Giant cell arteritis (GCA), also known as temporal arteritis, is a chronic inflammation of the lining of medium- and large-sized arteries. The cause of giant cell arteritis is unknown. Left untreated it can lead to blindness. Treatment should be initiated as soon as the diagnosis is suspected.
Giant cell arteritis rarely occurs in people below 50 years of age, and it typically begins at around age 70. Women are more likely to develop GCA than men, and Caucasians are affected at a much higher rate than people of other races. People of Scandinavian ancestry are at particular risk. If you have polymyalgia rheumatica, you have an increased risk of having GCA as well.

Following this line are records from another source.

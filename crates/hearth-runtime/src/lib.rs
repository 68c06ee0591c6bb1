//! Hearth Runtime - Orchestration layer for the Hearth server supervisor.
//!
//! This crate provides:
//! - Configuration loading and validation (`HearthConfig`, `ConfigLoader`)
//! - Logging setup from configuration (`LoggingBuilder`)
//! - The server handle plugins talk to (`HearthServer`)
//! - Runtime orchestration (`HearthRuntime`)
//!
//! ```ignore
//! use hearth_runtime::HearthRuntime;
//!
//! #[tokio::main]
//! async fn main() -> anyhow::Result<()> {
//!     // Loads hearth.toml, links every exported plugin
//!     let runtime = HearthRuntime::new();
//!
//!     // Run until Ctrl+C or until the server exits
//!     runtime.run().await?;
//!
//!     Ok(())
//! }
//! ```
//!
//! # Task layout
//!
//! The process bridge reads stdout and stderr on two reader tasks. A reactor
//! task classifies each line and queues it; a single dispatch task publishes
//! events, runs commands and forwards console input. Console input itself is
//! read on a dedicated thread.

pub mod config;
mod dispatch;
pub mod error;
pub mod logging;
pub mod permission;
pub mod runtime;
pub mod server;

// Re-exports
pub use config::{ConfigError, ConfigLoader, ConfigResult, HearthConfig, Profile};
pub use error::{RuntimeError, RuntimeResult};
pub use logging::{LoggingBuilder, SpanEvents};
pub use permission::MemoryPermissionStore;
pub use runtime::{HearthRuntime, RuntimeBuilder};
pub use server::HearthServer;

// Re-export tracing for use by other crates
pub use tracing;
pub use tracing_subscriber;

/// Prelude module for convenient imports.
///
/// This provides all the commonly used logging macros:
/// - `trace!`, `debug!`, `info!`, `warn!`, `error!`
/// - `span`, `event`
/// - `instrument` attribute
/// - `Level` for span creation
pub mod prelude {
    pub use tracing::{Level, debug, error, info, instrument, span, trace, warn};
}
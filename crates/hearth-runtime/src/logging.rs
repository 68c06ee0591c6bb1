//! Logging setup for the Hearth runtime.
//!
//! Built on `tracing` and `tracing-subscriber`. Dispatch and command handling
//! run inside spans, so span events show how long a listener chain or an
//! executor took.
//!
//! # Configuration-Based Initialization
//!
//! ```rust,ignore
//! use hearth_runtime::config::load_config;
//! use hearth_runtime::logging;
//!
//! let config = load_config()?;
//! logging::init_from_config(&config.logging);
//! ```
//!
//! # Manual Initialization
//!
//! ```rust,ignore
//! use hearth_runtime::logging::{LoggingBuilder, SpanEvents};
//!
//! LoggingBuilder::new()
//!     .directive("hearth_core=debug")
//!     .span_events(SpanEvents::LIFECYCLE)
//!     .init();
//! ```

use std::path::{Path, PathBuf};
use std::str::FromStr;

use tracing::warn;
use tracing_appender::rolling::{RollingFileAppender, Rotation};
use tracing_subscriber::prelude::*;
use tracing_subscriber::util::TryInitError;
use tracing_subscriber::{EnvFilter, fmt};

use crate::config::{LogFormat, LogOutput, LogRotation, LoggingConfig, SpanEventConfig};

/// Which span lifecycle events are logged.
#[derive(Debug, Clone, Copy, Default, PartialEq, Eq)]
pub struct SpanEvents {
    pub new: bool,
    pub enter: bool,
    pub exit: bool,
    pub close: bool,
}

impl SpanEvents {
    pub const NONE: Self = Self {
        new: false,
        enter: false,
        exit: false,
        close: false,
    };

    /// Creation and close; a closed span reports its busy and idle time.
    pub const LIFECYCLE: Self = Self {
        new: true,
        enter: false,
        exit: false,
        close: true,
    };

    pub const FULL: Self = Self {
        new: true,
        enter: true,
        exit: true,
        close: true,
    };

    pub const ACTIVE: Self = Self {
        new: false,
        enter: true,
        exit: true,
        close: false,
    };

    fn to_fmt_span(self) -> fmt::format::FmtSpan {
        let mut span = fmt::format::FmtSpan::NONE;
        if self.new {
            span |= fmt::format::FmtSpan::NEW;
        }
        if self.enter {
            span |= fmt::format::FmtSpan::ENTER;
        }
        if self.exit {
            span |= fmt::format::FmtSpan::EXIT;
        }
        if self.close {
            span |= fmt::format::FmtSpan::CLOSE;
        }
        span
    }
}

impl From<&SpanEventConfig> for SpanEvents {
    fn from(config: &SpanEventConfig) -> Self {
        Self {
            new: config.new,
            enter: config.enter,
            exit: config.exit,
            close: config.close,
        }
    }
}

impl From<LogRotation> for Rotation {
    fn from(rotation: LogRotation) -> Self {
        match rotation {
            LogRotation::Never => Rotation::NEVER,
            LogRotation::Hourly => Rotation::HOURLY,
            LogRotation::Daily => Rotation::DAILY,
        }
    }
}

// =============================================================================
// Configuration-Based Initialization
// =============================================================================

/// Initializes logging from a [`LoggingConfig`].
///
/// Does nothing if a global subscriber is already installed.
pub fn init_from_config(config: &LoggingConfig) {
    let _ = LoggingBuilder::from_config(config).try_init();
}

// =============================================================================
// LoggingBuilder
// =============================================================================

/// A builder for configuring logging.
///
/// `RUST_LOG`, when set, replaces the configured base level; per-target
/// directives are added on top of either.
///
/// ```rust,ignore
/// LoggingBuilder::new()
///     .with_level(Level::DEBUG)
///     .with_span_events(SpanEvents::LIFECYCLE)
///     .with_thread_ids(true)
///     .init();
/// ```
pub struct LoggingBuilder {
    directives: Vec<String>,
    level: tracing::Level,
    span_events: SpanEvents,
    format: LogFormat,
    output: LogOutput,
    with_target: bool,
    with_thread_ids: bool,
    with_file: bool,
    with_line_number: bool,
    file_path: Option<PathBuf>,
    rotation: LogRotation,
    max_files: usize,
}

impl Default for LoggingBuilder {
    fn default() -> Self {
        Self::new()
    }
}

impl LoggingBuilder {
    pub fn new() -> Self {
        Self {
            directives: Vec::new(),
            level: tracing::Level::INFO,
            span_events: SpanEvents::NONE,
            format: LogFormat::Compact,
            output: LogOutput::Stdout,
            with_target: true,
            with_thread_ids: false,
            with_file: false,
            with_line_number: false,
            file_path: None,
            rotation: LogRotation::Never,
            max_files: 0,
        }
    }

    /// Creates a builder from a [`LoggingConfig`].
    ///
    /// Levels that fail to parse are skipped with a warning; validated
    /// configurations never contain them.
    pub fn from_config(config: &LoggingConfig) -> Self {
        let mut builder = Self::new();

        match tracing::Level::from_str(&config.level) {
            Ok(level) => builder.level = level,
            Err(_) => warn!(level = %config.level, "Unknown log level, using info"),
        }

        builder.format = config.format;
        builder.output = config.output;
        builder.span_events = SpanEvents::from(&config.span_events);

        builder.with_thread_ids = config.thread_ids;
        builder.with_file = config.file_location;
        builder.with_line_number = config.file_location;

        builder.file_path.clone_from(&config.file_path);
        builder.rotation = config.rotation;
        builder.max_files = config.max_files;

        let mut filters: Vec<_> = config.filters.iter().collect();
        filters.sort();
        for (target, level) in filters {
            builder
                .directives
                .push(format!("{}={}", target, level.to_lowercase()));
        }

        builder
    }

    pub fn with_level(mut self, level: tracing::Level) -> Self {
        self.level = level;
        self
    }

    /// Adds a filter directive such as `hearth_framework=debug`.
    pub fn directive(mut self, directive: &str) -> Self {
        self.directives.push(directive.to_string());
        self
    }

    pub fn span_events(mut self, events: SpanEvents) -> Self {
        self.span_events = events;
        self
    }

    /// Alias for `span_events`.
    pub fn with_span_events(self, events: SpanEvents) -> Self {
        self.span_events(events)
    }

    pub fn format(mut self, format: LogFormat) -> Self {
        self.format = format;
        self
    }

    pub fn output(mut self, output: LogOutput) -> Self {
        self.output = output;
        self
    }

    pub fn with_target(mut self, enabled: bool) -> Self {
        self.with_target = enabled;
        self
    }

    pub fn with_thread_ids(mut self, enabled: bool) -> Self {
        self.with_thread_ids = enabled;
        self
    }

    pub fn with_file(mut self, enabled: bool) -> Self {
        self.with_file = enabled;
        self
    }

    pub fn with_line_number(mut self, enabled: bool) -> Self {
        self.with_line_number = enabled;
        self
    }

    /// Log file used with [`LogOutput::File`].
    pub fn file_path(mut self, path: PathBuf) -> Self {
        self.file_path = Some(path);
        self
    }

    pub fn rotation(mut self, rotation: LogRotation) -> Self {
        self.rotation = rotation;
        self
    }

    /// Rotated files to keep; 0 keeps all of them.
    pub fn max_files(mut self, count: usize) -> Self {
        self.max_files = count;
        self
    }

    fn build_filter(&self) -> EnvFilter {
        let base_filter = self.level.to_string().to_lowercase();
        let mut filter =
            EnvFilter::try_from_default_env().unwrap_or_else(|_| EnvFilter::new(&base_filter));

        for directive in &self.directives {
            match directive.parse() {
                Ok(d) => filter = filter.add_directive(d),
                Err(e) => warn!(directive = %directive, error = %e, "Ignoring log directive"),
            }
        }

        filter
    }

    fn file_appender(&self, path: &Path) -> Option<RollingFileAppender> {
        let directory = path.parent().unwrap_or_else(|| Path::new("."));
        let file_name = path
            .file_name()
            .and_then(|n| n.to_str())
            .unwrap_or("hearth.log");

        let mut builder = RollingFileAppender::builder()
            .rotation(self.rotation.into())
            .filename_prefix(file_name);
        if self.max_files > 0 {
            builder = builder.max_log_files(self.max_files);
        }
        match builder.build(directory) {
            Ok(appender) => Some(appender),
            Err(e) => {
                warn!(path = %path.display(), error = %e, "Cannot open log file");
                None
            }
        }
    }

    /// Initializes the logging system, ignoring an existing subscriber.
    pub fn init(self) {
        let _ = self.try_init();
    }

    /// Initializes the logging system, returning an error on failure.
    pub fn try_init(self) -> Result<(), TryInitError> {
        let filter = self.build_filter();
        let span_events = self.span_events.to_fmt_span();

        macro_rules! configure_layer {
            ($layer:expr) => {
                $layer
                    .with_span_events(span_events)
                    .with_target(self.with_target)
                    .with_thread_ids(self.with_thread_ids)
                    .with_file(self.with_file)
                    .with_line_number(self.with_line_number)
            };
        }

        macro_rules! init_with_writer {
            ($writer:expr) => {
                match &self.format {
                    #[cfg(feature = "json-log")]
                    LogFormat::Json => {
                        let layer = fmt::layer()
                            .json()
                            .with_span_events(span_events)
                            .with_writer($writer);
                        tracing_subscriber::registry()
                            .with(layer)
                            .with(filter)
                            .try_init()
                    }
                    LogFormat::Compact => {
                        let layer = configure_layer!(fmt::layer().compact().with_writer($writer));
                        tracing_subscriber::registry()
                            .with(layer)
                            .with(filter)
                            .try_init()
                    }
                    LogFormat::Pretty => {
                        let layer = configure_layer!(fmt::layer().pretty().with_writer($writer));
                        tracing_subscriber::registry()
                            .with(layer)
                            .with(filter)
                            .try_init()
                    }
                    // Full, and Json without the `json-log` feature.
                    _ => {
                        let layer = configure_layer!(fmt::layer().with_writer($writer));
                        tracing_subscriber::registry()
                            .with(layer)
                            .with(filter)
                            .try_init()
                    }
                }
            };
        }

        match &self.output {
            LogOutput::Stdout => init_with_writer!(std::io::stdout),
            LogOutput::Stderr => init_with_writer!(std::io::stderr),
            LogOutput::File => {
                let appender = self.file_path.as_deref().and_then(|p| self.file_appender(p));
                match appender {
                    Some(appender) => init_with_writer!(appender),
                    None => {
                        warn!("File output requested but no usable log file, falling back to stdout");
                        init_with_writer!(std::io::stdout)
                    }
                }
            }
        }
    }
}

Signs to look for include:
• flu-like symptoms including headache, fatigue, and fever;
• blurred vision;
• double vision;
• scalp tenderness;
• jaw pain;
• stiffness or pain in the neck, hip, or arms; and
• unexplained weight loss.
If blood flow to the eyes is restricted by GCA, it can lead to a condition called arteritic ischemic optic neuropathy, which can cause sudden blindness in one or sometimes both eyes. When treated quickly with high doses of corticosteroids (anti-inflammatory medications) before you experience loss of vision, your symptoms will be relieved and chances are excellent that your eyes will not be affected. For this reason, your ophthalmologist (Eye M.D.) may begin treatment before a biopsy can confirm your diagnosis. You may need to take corticosteroids for as long as a few years, though at lower dosage levels.
Major side effects of corticosteroids include:
• osteoporosis;
• high blood pressure;
• muscle weakness; and
• cataracts.
You should discuss the possible complications of taking corticosteroids and alternative treatment options with your ophthalmologist.